Marco Cedolin
La morte sul lavoro di Angelo Galante, portiere 51enne di uno stabile romano, precipitato sul marciapiede da un’altezza di oltre 30 metri mentre stava procedendo alla pulizia dei vetri, e rimasto alcuni minuti riverso sul selciato con il cranio fracassato e lo straccio ancora stretto fra le mani, ha “fatto notizia” non tanto per la tragica dinamica dell’accaduto, quanto per il raccapricciante e surreale racconto di un gioielliere che dalla vetrina del suo negozio ha assistito alla tragedia.
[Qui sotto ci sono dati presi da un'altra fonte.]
//! Error types for account provisioning.

use std::fmt;

use thiserror::Error;

use crate::store::StoreField;
use acme_account_config::KeyTypeConfig;

/// Errors surfaced by account provisioning
///
/// Nothing here is retried internally; the caller owns retry and backoff.
#[derive(Debug, Error)]
pub enum AccountError {
    /// Key generation failed
    #[error("failed to generate {key_type} account key: {message}")]
    KeyGeneration {
        key_type: KeyTypeConfig,
        message: String,
    },

    /// Stored key material or registration data could not be decoded
    #[error("failed to decode account data: {0}")]
    Encoding(String),

    /// A required field is absent from the stored account data
    #[error("could not find `{field}` in the stored account data")]
    StoreLookup { field: StoreField },

    /// The account store itself failed
    #[error("account store error: {0}")]
    Store(#[from] StoreError),

    /// The authority rejected a register, fetch or update call
    #[error("failed to {action} ACME account '{uri}': {source}")]
    Protocol {
        action: ProtocolAction,
        uri: String,
        #[source]
        source: DirectoryError,
    },

    /// The account key cannot produce the requested signature
    #[error("failed to sign with account key: {0}")]
    Signing(String),
}

/// Directory operation that failed
#[derive(Debug, Clone, Copy, PartialEq, Eq)]
pub enum ProtocolAction {
    Register,
    Fetch,
    Update,
}

impl fmt::Display for ProtocolAction {
    fn fmt(&self, f: &mut fmt::Formatter<'_>) -> fmt::Result {
        match self {
            ProtocolAction::Register => f.write_str("register"),
            ProtocolAction::Fetch => f.write_str("retrieve"),
            ProtocolAction::Update => f.write_str("update"),
        }
    }
}

/// Account store errors
#[derive(Debug, Error)]
pub enum StoreError {
    /// Filesystem error
    #[error("storage I/O error: {0}")]
    Io(#[from] std::io::Error),

    /// Stored document exists but cannot be read back
    #[error("corrupt account document: {0}")]
    Corrupt(String),

    /// Backend-specific failure
    #[error("storage backend error: {0}")]
    Backend(String),
}

/// Errors reported by an [`AcmeDirectoryClient`](crate::AcmeDirectoryClient)
#[derive(Debug, Error)]
pub enum DirectoryError {
    /// The authority answered with an ACME problem document
    #[error("authority rejected request ({status}): {detail}")]
    Rejected { status: u16, detail: String },

    /// The request never got an answer
    #[error("transport error: {0}")]
    Transport(String),

    /// The terms-of-service callback refused the terms
    #[error("terms of service were not accepted")]
    TermsNotAccepted,

    /// The authority answered with something unusable
    #[error("invalid response from authority: {0}")]
    InvalidResponse(String),
}

#[cfg(test)]
mod tests {
    use super::*;

    #[test]
    fn test_protocol_error_message() {
        let err = AccountError::Protocol {
            action: ProtocolAction::Fetch,
            uri: "https://example/acct/1".to_string(),
            source: DirectoryError::Rejected {
                status: 404,
                detail: "account does not exist".to_string(),
            },
        };

        assert_eq!(
            err.to_string(),
            "failed to retrieve ACME account 'https://example/acct/1': \
             authority rejected request (404): account does not exist"
        );
    }

    #[test]
    fn test_store_lookup_message() {
        let err = AccountError::StoreLookup {
            field: StoreField::PrivateKey,
        };
        assert_eq!(
            err.to_string(),
            "could not find `acme-private-key` in the stored account data"
        );
    }
}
Per alcuni minuti, mentre il gioielliere Paolo che conosceva bene la vittima tentava disperatamente di prestarle soccorso, la maggior parte dei passanti ha continuato a camminare frettolosamente come se nulla fosse accaduto ed alcune persone hanno scavalcato con noncuranza il corpo esanime senza mostrare alcuna attenzione per il poveretto, né palesare la minima emozione.
Racconti di questo tipo, fino a qualche tempo fa relegati nel novero delle leggende metropolitane concernenti le metropoli statunitensi, sempre più spesso stanno diventando parte di una cruda realtà anche nella schizofrenica cacofonia delle nostre città, dove la “massa” dei passanti inebetiti, sempre più schiava dell’ipercinetismo, sembra estraniarsi da tutto ciò che la circonda per rinchiudersi all’interno di migliaia di microcosmi atomizzati completamente impermeabili rispetto all’esterno.
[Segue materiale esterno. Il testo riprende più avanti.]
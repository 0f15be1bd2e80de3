//! Quest Journal
//!
//! Tracks the player's accepted quests and broadcasts progress reports to
//! every active one. Completion and cancellation reports emitted by quests
//! are fed back in, so finishing one quest can advance (or auto-complete)
//! another within the same call.

use std::collections::VecDeque;
use std::sync::Arc;

use tracing::{debug, error, info};

use super::api::QuestContext;
use super::definition::QuestDefinition;
use super::events::Report;
use super::registry::QuestRegistry;
use super::state::{QuestInstance, QuestSave, QuestState};
use crate::error::QuestError;

/// Runtime knobs for the journal
#[derive(Debug, Clone, Copy, PartialEq, Eq)]
pub struct JournalSettings {
    /// Longest completion cascade one call may trigger
    pub max_chain_depth: usize,
    /// Feed reward grants and turn-in consumption back as item reports
    pub inventory_reports: bool,
}

impl Default for JournalSettings {
    fn default() -> Self {
        Self {
            max_chain_depth: 32,
            inventory_reports: true,
        }
    }
}

/// Reports waiting to be broadcast, with the cascade depth that produced them
type ReportQueue = VecDeque<(Report, usize)>;

/// All of the player's quests, active and resolved
#[derive(Debug, Default)]
pub struct QuestJournal {
    settings: JournalSettings,
    /// Non-terminal quests, in acceptance order
    active: Vec<QuestInstance>,
    /// Completed and cancelled quests, in resolution order
    history: Vec<QuestInstance>,
}

impl QuestJournal {
    pub fn new(settings: JournalSettings) -> Self {
        Self {
            settings,
            active: Vec::new(),
            history: Vec::new(),
        }
    }

    pub fn settings(&self) -> &JournalSettings {
        &self.settings
    }

    /// Accept a quest currently offered by `giver_id`
    pub fn accept(
        &mut self,
        ctx: &mut QuestContext<'_>,
        definition: Arc<QuestDefinition>,
        giver_id: &str,
    ) -> Result<QuestState, QuestError> {
        let quest_id = definition.id.clone();

        if self.position(&quest_id).is_some() {
            return Err(QuestError::AlreadyActive(quest_id));
        }

        ctx.givers.resolve(giver_id)?;
        if !ctx.givers.is_offering(giver_id, &quest_id) {
            return Err(QuestError::NotOffered {
                quest_id,
                giver_id: giver_id.to_string(),
            });
        }

        let instance = QuestInstance::accept(definition, giver_id, ctx)?;
        self.active.push(instance);

        let mut queue = ReportQueue::new();
        self.settle(ctx, 0, &mut queue);
        self.drain(ctx, queue)?;

        Ok(self.state_of(&quest_id))
    }

    /// Broadcast a report to every active quest. Returns how many accepted it.
    ///
    /// `ChainTooDeep` means the report and the cascade up to the limit were
    /// applied, rewards included; only the reports past the limit were
    /// dropped.
    pub fn receive_report(
        &mut self,
        ctx: &mut QuestContext<'_>,
        report: Report,
    ) -> Result<usize, QuestError> {
        let mut queue = ReportQueue::new();
        let accepted = self.dispatch(ctx, &report, 0, &mut queue);
        self.drain(ctx, queue)?;
        Ok(accepted)
    }

    /// Turn in an active quest. Returns false if it isn't ready.
    ///
    /// On `ChainTooDeep` the quest is still complete and its rewards are
    /// granted; the completion reports past the limit were dropped.
    pub fn complete(&mut self, ctx: &mut QuestContext<'_>, quest_id: &str) -> Result<bool, QuestError> {
        let index = self
            .position(quest_id)
            .ok_or_else(|| QuestError::NotActive(quest_id.to_string()))?;

        if !self.active[index].complete(ctx) {
            debug!("Quest '{}' is not ready to complete", quest_id);
            return Ok(false);
        }

        let mut queue = ReportQueue::new();
        self.settle(ctx, 0, &mut queue);
        self.drain(ctx, queue)?;
        Ok(true)
    }

    /// Abandon an active quest
    pub fn cancel(&mut self, ctx: &mut QuestContext<'_>, quest_id: &str) -> Result<bool, QuestError> {
        let index = self
            .position(quest_id)
            .ok_or_else(|| QuestError::NotActive(quest_id.to_string()))?;

        if !self.active[index].cancel(ctx) {
            return Ok(false);
        }

        let mut queue = ReportQueue::new();
        self.settle(ctx, 0, &mut queue);
        self.drain(ctx, queue)?;
        Ok(true)
    }

    /// Fan one report out to every active quest, then settle the results
    fn dispatch(
        &mut self,
        ctx: &mut QuestContext<'_>,
        report: &Report,
        depth: usize,
        queue: &mut ReportQueue,
    ) -> usize {
        let mut accepted = 0;
        for instance in &mut self.active {
            if instance.receive_report(report, ctx) {
                accepted += 1;
            }
        }
        debug!("Report {} accepted by {} quest(s) at depth {}", report, accepted, depth);

        self.settle(ctx, depth, queue);
        accepted
    }

    /// Complete ready auto-complete quests, retire resolved ones, and queue
    /// whatever they emitted one level deeper.
    fn settle(&mut self, ctx: &mut QuestContext<'_>, depth: usize, queue: &mut ReportQueue) {
        for instance in &mut self.active {
            if instance.definition().auto_complete && instance.state() == QuestState::Completable {
                instance.complete(ctx);
            }
        }

        self.retire_resolved();

        while let Some(report) = ctx.take_inventory_report() {
            if self.settings.inventory_reports {
                queue.push_back((report, depth + 1));
            }
        }
        while let Some(report) = ctx.take_report() {
            queue.push_back((report, depth + 1));
        }
    }

    fn drain(&mut self, ctx: &mut QuestContext<'_>, mut queue: ReportQueue) -> Result<(), QuestError> {
        while let Some((report, depth)) = queue.pop_front() {
            if depth > self.settings.max_chain_depth {
                error!(
                    "Quest chain exceeded depth {} at report {}, dropping it and {} pending report(s); \
                     quests resolved before the limit stay resolved",
                    self.settings.max_chain_depth,
                    report,
                    queue.len()
                );
                ctx.discard_reports();
                return Err(QuestError::ChainTooDeep {
                    report: report.to_string(),
                    limit: self.settings.max_chain_depth,
                });
            }
            self.dispatch(ctx, &report, depth, &mut queue);
        }
        Ok(())
    }

    fn retire_resolved(&mut self) {
        if !self.active.iter().any(|q| q.state().is_terminal()) {
            return;
        }
        let (resolved, active): (Vec<_>, Vec<_>) = std::mem::take(&mut self.active)
            .into_iter()
            .partition(|q| q.state().is_terminal());
        self.active = active;
        self.history.extend(resolved);
    }

    fn position(&self, quest_id: &str) -> Option<usize> {
        self.active.iter().position(|q| q.id() == quest_id)
    }

    fn state_of(&self, quest_id: &str) -> QuestState {
        self.get(quest_id)
            .map(QuestInstance::state)
            .unwrap_or(QuestState::Cancelled)
    }

    /// The active instance of a quest, else its most recent resolved one
    pub fn get(&self, quest_id: &str) -> Option<&QuestInstance> {
        self.active
            .iter()
            .find(|q| q.id() == quest_id)
            .or_else(|| self.history.iter().rev().find(|q| q.id() == quest_id))
    }

    pub fn active(&self) -> &[QuestInstance] {
        &self.active
    }

    pub fn history(&self) -> &[QuestInstance] {
        &self.history
    }

    pub fn is_active(&self, quest_id: &str) -> bool {
        self.position(quest_id).is_some()
    }

    pub fn is_completed(&self, quest_id: &str) -> bool {
        self.history
            .iter()
            .any(|q| q.id() == quest_id && q.state() == QuestState::Complete)
    }

    /// Save data for every quest, resolved ones first
    pub fn snapshot(&self) -> Vec<QuestSave> {
        self.history
            .iter()
            .chain(self.active.iter())
            .map(QuestInstance::to_save)
            .collect()
    }

    /// Rebuild the journal from save data.
    ///
    /// Every save is checked before anything is applied, so a failed
    /// restore leaves the journal and the givers as they were.
    pub fn restore(
        &mut self,
        ctx: &mut QuestContext<'_>,
        saves: &[QuestSave],
        registry: &QuestRegistry,
    ) -> Result<(), QuestError> {
        let mut restored: Vec<QuestInstance> = Vec::with_capacity(saves.len());
        for save in saves {
            let definition = registry
                .get(&save.quest_id)
                .ok_or_else(|| QuestError::QuestNotFound(save.quest_id.clone()))?;

            let instance = QuestInstance::from_save(save, definition, &*ctx.givers)?;
            if !instance.state().is_terminal()
                && (self.is_active(instance.id())
                    || restored
                        .iter()
                        .any(|q| !q.state().is_terminal() && q.id() == instance.id()))
            {
                return Err(QuestError::AlreadyActive(instance.id().to_string()));
            }
            restored.push(instance);
        }

        for instance in restored {
            instance.reattach(&mut *ctx.givers);
            if instance.state().is_terminal() {
                self.history.push(instance);
            } else {
                self.active.push(instance);
            }
        }

        info!(
            "Restored {} active and {} resolved quest(s)",
            self.active.len(),
            self.history.len()
        );

        let mut queue = ReportQueue::new();
        self.settle(ctx, 0, &mut queue);
        self.drain(ctx, queue)
    }
}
La progressiva disumanizzazione dell’individuo che il racconto di Paolo mette a nudo nella sua dimensione più agghiacciante è parte integrante di un processo di “robotizzazione” della persona che nella società postmoderna sta raggiungendo livelli fino a qualche decennio fa inimmaginabili.
La crescita dell’individualismo di massa assurto allo status di valore universale, la perdita di qualsiasi senso di appartenenza ad una comunità, l’esasperazione della competizione divenuta l’unico strumento attraverso il quale rapportarsi con gli altri, la sempre più spinta mercificazione dell’esistente che determina la “cosificazione” dell’essere umano, sono solo alcuni dei fattori che stanno contribuendo a rendere possibili accadimenti come quello di ieri a Roma.
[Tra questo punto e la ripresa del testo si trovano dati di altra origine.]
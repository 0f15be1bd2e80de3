//! Quest System Module
//!
//! TOML-defined quests with per-objective progress ledgers, quest-giver
//! hand-off, and completion reports that drive quest chains.

pub mod api;
pub mod definition;
pub mod events;
pub mod journal;
pub mod registry;
pub mod state;

pub use api::{GiverRegistry, Inventory, PlayerStats, QuestContext};
pub use definition::{Objective, ObjectiveCategory, ObjectiveKey, QuestDefinition, Reward};
pub use events::{QuestEvent, QuestUpdate, Report};
pub use journal::{JournalSettings, QuestJournal};
pub use registry::QuestRegistry;
pub use state::{ProgressEntry, QuestInstance, QuestSave, QuestState};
Sempre più spesso l’uomo postmoderno è indotto a relegare la sfera dei sentimenti e delle emozioni (che lo rendono vulnerabile) in una sorta di universo virtuale, affrontando il contesto reale sotto forma di puro cinismo, funzionale ad ottenere il massimo risultato in quell’arena deputata alla competizione che costituisce la sua giornata. Molte delle persone che hanno scavalcato il corpo di Angelo senza neppure degnarlo di uno sguardo, una volta tornate a casa saranno pronte a versare calde lacrime e valanghe di emozioni dinanzi alla rappresentazione virtuale costituita dallo schermo della TV, magari osservando la morte dell’attore di una fiction o un ricongiungimento famigliare strappalacrime costruito a tavolino. La maggior parte di loro stanno perdendo la propria umanità senza neppure accorgersi che qualcuno gliela sta rubando, per renderli sempre più efficienti e competitivi, sempre più adatti a costituire un perfetto ingranaggio della macchina che vive di produzione e consumo e gli ingranaggi non devono provare sentimenti ed emozioni, altrimenti potrebbero rompersi, come accaduto al gioielliere Paolo che al corpo esanime del portiere ha fatto caso eccome e intervistato dai giornalisti ha dichiarato sconvolto “Quella di stamattina è una tragedia, una immagine che non riuscirò a cancellare facilmente".